Als erfahrene Fitness-Experten wissen wir, wie unangenehm der Milchsäureaufbau sein kann. Brennen in den Muskeln, schneller Atem, Übelkeit oder Bauchschmerzen – typische Anzeichen einer Laktatazidose. Viele verwechseln das mit Muskelkater, doch die beiden sind unterschiedlich. Basierend auf wissenschaftlichen Erkenntnissen und unserer Praxis mit Athleten erklären wir die genauen Ursachen und bewährte Strategien zur Reduktion. Was ist Milchsäureansammlung?
Die Ansammlung von Milchsäure in den Muskeln, auch Laktatazidose genannt, entsteht bei hochintensivem Training und ist meist vorübergehend. Sie ist ein normales Nebenprodukt des Körpers während extremer Belastung. Bei hoher Intensität sammelt sich Milchsäure in den Muskeln an, gelangt in den Blutkreislauf und verursacht Symptome wie Muskelbrennen, Krämpfe, Übelkeit, Schwäche und Erschöpfung. Diese Signale deuten darauf hin, dass es Zeit zum Pausieren ist. Im Gegensatz dazu ist Muskelkater (DOMS) ein Erholungsprozess, der 1–2 Tage später auftritt.
Was verursacht den Milchsäureaufbau?
Beim Training verbraucht der Körper Sauerstoff, um Glukose in Energie umzuwandeln. Bei intensiver Belastung reicht der Sauerstoff oft nicht aus, sodass die Muskulatur unter anaeroben Bedingungen Laktat (Milchsäure) produziert. Die Bildungsrate übersteigt dann die Abbaurate. Nach dem Training normalisiert sich der Spiegel: Überschüssige Milchsäure wird über Leber und Nieren ausgeschieden. Bei manchen Risikogruppen kann es jedoch zu einer pathologischen Laktatazidose kommen, die länger anhält. Erkrankungen wie Krebs, Leberinsuffizienz, Sepsis, Schock oder Vitamin-D-Mangel sowie bestimmte Medikamente fördern dies ebenfalls.

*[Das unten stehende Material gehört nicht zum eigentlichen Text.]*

use std::future::Future;
use std::pin::Pin;

use crate::error::Result;

/// Boxed future returned by store and migration operations.
pub type BoxFuture<'a, T> = Pin<Box<dyn Future<Output = T> + Send + 'a>>;

/// A single named step of the catalog.
///
/// `S` is the transactional scope handed out by the store backend. Everything
/// a migration does must go through the scope so that its effects commit or
/// roll back together with the version record.
pub trait Migration<S>: Send + Sync {
    /// Stable human-readable name, used in logs and errors.
    fn name(&self) -> &str;

    /// Apply the migration inside `scope`.
    fn apply<'a>(&'a self, scope: &'a mut S) -> BoxFuture<'a, Result<()>>;
}
use anyhow::Result;
use clap::{Parser, Subcommand};
use console::style;
use std::path::{Path, PathBuf};
use tracing::info;

use stepwise::{load_catalog_from_dir, Catalog, Database, MigrationRunner, PgScope, PgStore};
use stepwise::{MigrationStatus, RunReport, StepwiseConfig};

/// Manage database migrations.
#[derive(Parser)]
pub struct MigrateCommand {
    #[command(subcommand)]
    pub action: MigrateAction,

    /// Configuration file path.
    #[arg(short, long, default_value = "stepwise.toml", global = true)]
    pub config: String,

    /// Migrations directory path (overrides config).
    #[arg(short, long, global = true)]
    pub migrations_dir: Option<String>,
}

#[derive(Subcommand)]
pub enum MigrateAction {
    /// Run all pending migrations.
    Up,

    /// Show migration status.
    Status,
}

impl MigrateCommand {
    pub async fn execute(self) -> Result<()> {
        // Load .env if present
        dotenvy::dotenv().ok();

        let config_path = Path::new(&self.config);
        if !config_path.exists() {
            anyhow::bail!("Configuration file not found: {}", self.config);
        }

        let config = StepwiseConfig::from_file(config_path)?;
        let migrations_dir = self.resolve_dir(&config, config_path);
        info!("Loading migrations from {}", migrations_dir.display());
        let catalog = load_catalog_from_dir(&migrations_dir)?;

        let db = Database::connect(&config.database).await?;
        if let Err(e) = db.health_check().await {
            db.close().await;
            return Err(e.into());
        }
        let runner = MigrationRunner::from_config(db.store(), &config.migrations);

        let result = match self.action {
            MigrateAction::Up => up(&runner, &catalog, &migrations_dir).await,
            MigrateAction::Status => status(&runner, &catalog).await,
        };

        db.close().await;
        result
    }

    /// The `--migrations-dir` flag is taken as given. A relative `dir` from
    /// the config file is relative to that file.
    fn resolve_dir(&self, config: &StepwiseConfig, config_path: &Path) -> PathBuf {
        if let Some(dir) = &self.migrations_dir {
            return PathBuf::from(dir);
        }
        let dir = Path::new(&config.migrations.dir);
        match config_path.parent() {
            Some(base) if dir.is_relative() => base.join(dir),
            _ => dir.to_path_buf(),
        }
    }
}

fn header(title: &str) {
    println!();
    println!("  {} {}", style("STEPWISE").bold().cyan(), style(title).bold());
    println!();
}

async fn up(
    runner: &MigrationRunner<PgStore>,
    catalog: &Catalog<PgScope>,
    dir: &Path,
) -> Result<()> {
    header("Migrations");

    if catalog.is_empty() {
        println!("  {} No migrations found in {}", style("ℹ").blue(), dir.display());
        return Ok(());
    }

    println!("  {} Running pending migrations...", style("→").dim());
    match runner.run(catalog).await {
        Ok(report) => {
            print_report(&report);
            Ok(())
        }
        Err(e) => {
            if let Some(name) = e.failed_migration() {
                println!("  {} {}", style("✗").red(), style(name).red().bold());
            }
            Err(e.into())
        }
    }
}

fn print_report(report: &RunReport) {
    if report.is_noop() {
        println!(
            "  {} Already at version {}",
            style("✓").green(),
            report.to_version
        );
    } else {
        for name in &report.applied {
            println!("  {} Applied: {}", style("✓").green(), style(name).cyan());
        }
        println!();
        println!(
            "  {} Version {} → {}",
            style("✓").green(),
            report.from_version,
            report.to_version
        );
    }
    println!();
}

async fn status(runner: &MigrationRunner<PgStore>, catalog: &Catalog<PgScope>) -> Result<()> {
    header("Migration Status");

    let status = runner.status(catalog).await?;
    print_status(&status);
    Ok(())
}

fn print_status(status: &MigrationStatus) {
    if status.applied.is_empty() && status.pending.is_empty() {
        println!("  {} No migrations found", style("ℹ").blue());
        println!();
        return;
    }

    if !status.applied.is_empty() {
        println!("  {} Applied:", style("✓").green());
        for (i, name) in status.applied.iter().enumerate() {
            println!("    {:>4} {}", style(i + 1).dim(), style(name).cyan());
        }
    }

    if !status.pending.is_empty() {
        if !status.applied.is_empty() {
            println!();
        }
        println!("  {} Pending:", style("○").yellow());
        let offset = status.applied.len();
        for (i, name) in status.pending.iter().enumerate() {
            println!(
                "    {:>4} {}",
                style(offset + i + 1).dim(),
                style(name).yellow()
            );
        }
    }

    println!();
    println!(
        "  {} version {}: {} applied, {} pending",
        style("ℹ").blue(),
        status.version,
        status.applied.len(),
        status.pending.len()
    );
    if status.ahead {
        println!(
            "  {} Stored version is ahead of the migrations directory",
            style("!").yellow().bold()
        );
    }
    println!();
}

So verhindern Sie Milchsäurebildung
Milchsäureaufbau ist harmlos, aber lästig – besonders bei Sprints oder Intervalltraining. Mit diesen praxisbewährten Tipps aus unserer Expertise minimieren Sie das Risiko:
Steigern Sie jede Einheit schrittweise: Langsam starten und Intensität allmählich erhöhen.
Als Anfänger: Wöchentlich die Trainingsmenge um 10 % steigern, um Toleranz aufzubauen.
Hydratisieren Sie optimal: Viel Wasser vor, während und nach dem Training trinken, um Säuren auszuspülen.
Priorisieren Sie Erholung: Ausreichend Schlaf und Pausen zwischen Einheiten einplanen.
Bei Medikamenten: Mit Ihrem Arzt sprechen, falls Laktatazidose droht.
Cooldown nicht vergessen: Sanft auspowern statt abrupt stoppen.
Hören Sie auf Signale: Bei Brennen pausieren, um Überlastung zu vermeiden.